Interpretive Summary: The Environmental Policy Integrated Climate (EPIC) and Agricultural Policy/Environmental eXtender (APEX) models have been developed to assess a wide variety of agricultural water resource, water quality, and other environmental problems. The EPIC model is designed to be applied at the field level. APEX is a direct extension of EPIC that can be used to simulate more complex areas: landscape, whole farm, and watersheds. Key model components are described for EPIC and APEX, including different options for simulating the main processes. The procedure by which input parameters are adjusted to obtain a good match between model results and observed data is described for both models, with an emphasis on important parameters and guidance regarding logical sequences of steps in the process. Two case studies are presented: one for a 35-ha field in north central Missouri and one for the 5720-ha Clear Creek watershed in central Texas. Together they provide examples of APEX applications to simulate streamflow, crop yields, and sediment and atrazine yields. Examples of EPIC field-scale testing for crop yields and soil organic carbon are also presented. Future research and development needs for both models are also discussed.
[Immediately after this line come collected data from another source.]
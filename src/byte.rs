// +-----------------------------------------------------------------------------------------------+
// | Copyright 2016 Sean Kerr                                                                      |
// |                                                                                               |
// | Licensed under the Apache License, Version 2.0 (the "License");                               |
// | you may not use this file except in compliance with the License.                              |
// | You may obtain a copy of the License at                                                       |
// |                                                                                               |
// |  http://www.apache.org/licenses/LICENSE-2.0                                                   |
// |                                                                                               |
// | Unless required by applicable law or agreed to in writing, software                           |
// | distributed under the License is distributed on an "AS IS" BASIS,                             |
// | WITHOUT WARRANTIES OR CONDITIONS OF ANY KIND, either express or implied.                      |
// | See the License for the specific language governing permissions and                           |
// | limitations under the License.                                                                |
// +-----------------------------------------------------------------------------------------------+

//! Byte verification functions and macros.

/// Indicates that a byte is a digit.
macro_rules! is_digit {
    ($byte:expr) => (
        $byte > 0x2F && $byte < 0x3A
    );
}

/// Indicates that a byte is a hex digit.
macro_rules! is_hex {
    ($byte:expr) => (
        ($byte > 0x2F && $byte < 0x3A)
     || ($byte > 0x40 && $byte < 0x47)
     || ($byte > 0x60 && $byte < 0x67)
    );
}

/// Indicates that a byte is a space or horizontal tab.
macro_rules! is_linear_space {
    ($byte:expr) => (
        $byte == b' ' || $byte == b'\t'
    );
}

/// Indicates that a byte is an upper-cased alphabetical character.
macro_rules! is_upper_alpha {
    ($byte:expr) => (
        $byte > 0x40 && $byte < 0x5B
    );
}

/// Indicates that a byte is a visible 7-bit character. Visible bytes are 0x21 thru 0x7E.
macro_rules! is_visible_7bit {
    ($byte:expr) => (
        $byte > 0x20 && $byte < 0x7F
    );
}

/// Convert a hex digit to its numeric value.
///
/// Returns `None` when `byte` is not `0-9`, `A-F`, or `a-f`.
#[inline]
pub fn hex_value(byte: u8) -> Option<u8> {
    if !is_hex!(byte) {
        None
    } else if is_digit!(byte) {
        Some(byte - b'0')
    } else {
        // fold to lower-case
        Some((byte | 0x20) - 0x57)
    }
}

/// Indicates that a byte is allowed within a header value.
///
/// This is any visible 7-bit character, space, horizontal tab, and `obs-text` (`0x80` thru
/// `0xFF`).
#[inline]
pub fn is_field_value(byte: u8) -> bool {
    is_visible_7bit!(byte) || is_linear_space!(byte) || byte > 0x7F
}

/// Indicates that a byte is allowed within a request target.
#[inline]
pub fn is_target(byte: u8) -> bool {
    is_visible_7bit!(byte)
}

/// Indicates that a byte is a HTTP token.
#[inline]
pub fn is_token(byte: u8) -> bool {
    [

    // NUL SOH    STX    ETX    EOT    ENQ    ACK    BEL    BS     TAB
    false, false, false, false, false, false, false, false, false, false,

    // LF  VT     FF     CR     SO     SI     DLE    DC1    DC2    DC3
    false, false, false, false, false, false, false, false, false, false,

    // DC4 NAK    SYN    ETB    CAN    EM     SUB    ESC    FS     GS
    false, false, false, false, false, false, false, false, false, false,

    // RS  US
    false, false,

    // space
    false,

    // !   "      #      $      %      &      '      (      )      *
    true,  false, true,  true,  true,  true,  true,  false, false, true,

    // +   ,      -      .      /
    true,  false, true,  true,  false,

    // 0   1      2      3      4      5      6      7      8      9
    true,  true,  true,  true,  true,  true,  true,  true,  true,  true,

    // :   ;      <      =      >      ?      @
    false, false, false, false, false, false, false,

    // A   B      C      D      E      F      G      H      I      J
    true,  true,  true,  true,  true,  true,  true,  true,  true,  true,

    // K   L      M      N      O      P      Q      R      S      T
    true,  true,  true,  true,  true,  true,  true,  true,  true,  true,

    // U   V      W      X      Y      Z
    true,  true,  true,  true,  true,  true,

    // [   \      ]      ^      _      `
    false, false, false, true,  true,  true,

    // a   b      c      d      e      f      g      h      i      j
    true,  true,  true,  true,  true,  true,  true,  true,  true,  true,

    // k   l      m      n      o      p      q      r      s      t
    true,  true,  true,  true,  true,  true,  true,  true,  true,  true,

    // u   v      w      x      y      z
    true,  true,  true,  true,  true,  true,

    // {   |      }      ~
    false, true,  false, true,

    // DEL
    false,

    // 128 - 255
    false, false, false, false, false, false, false, false, false, false,
    false, false, false, false, false, false, false, false, false, false,
    false, false, false, false, false, false, false, false, false, false,
    false, false, false, false, false, false, false, false, false, false,
    false, false, false, false, false, false, false, false, false, false,
    false, false, false, false, false, false, false, false, false, false,
    false, false, false, false, false, false, false, false, false, false,
    false, false, false, false, false, false, false, false, false, false,
    false, false, false, false, false, false, false, false, false, false,
    false, false, false, false, false, false, false, false, false, false,
    false, false, false, false, false, false, false, false, false, false,
    false, false, false, false, false, false, false, false, false, false,
    false, false, false, false, false, false, false, false

    ][byte as usize]
}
This paper will benefit scientists and engineers who are using the model as well as resource managers who have an interest in the model results and need to understand how it needs to be calibrated and validated.

Technical Abstract: The Environmental Policy Integrated Climate (EPIC) and Agricultural Policy/Environmental eXtender (APEX) models have been developed to assess a wide variety of agricultural water resource, water quality, and other environmental problems. The EPIC model is designed to be applied at a field-scale level. APEX is a direct extension of EPIC which can also be applied at the field-scale, as well as for more complex multi-subarea landscape, whole farm, and watersheds. Key model components are described for EPIC and APEX, including different options for simulating surface runoff, evapotranspiration, soil erosion and other processes. Field-scale calibration and validation procedures are then described for both models, with an emphasis on important calibration parameters and guidance regarding logical sequences of calibration steps. Additional calibration and validation guidance is further provided for applications of APEX at the landscape and watershed scales. Two calibration and validation case studies are presented: one for a 35-ha field in north central Missouri and one for the 5720-ha Clear Creek watershed in central Texas. Together they provide examples of APEX calibration and validation for streamflow, crop yields, and sediment and atrazine yields. Examples of EPIC field-scale testing for crop yields and soil organic carbon are also presented. Future research and development needs for both models are also discussed.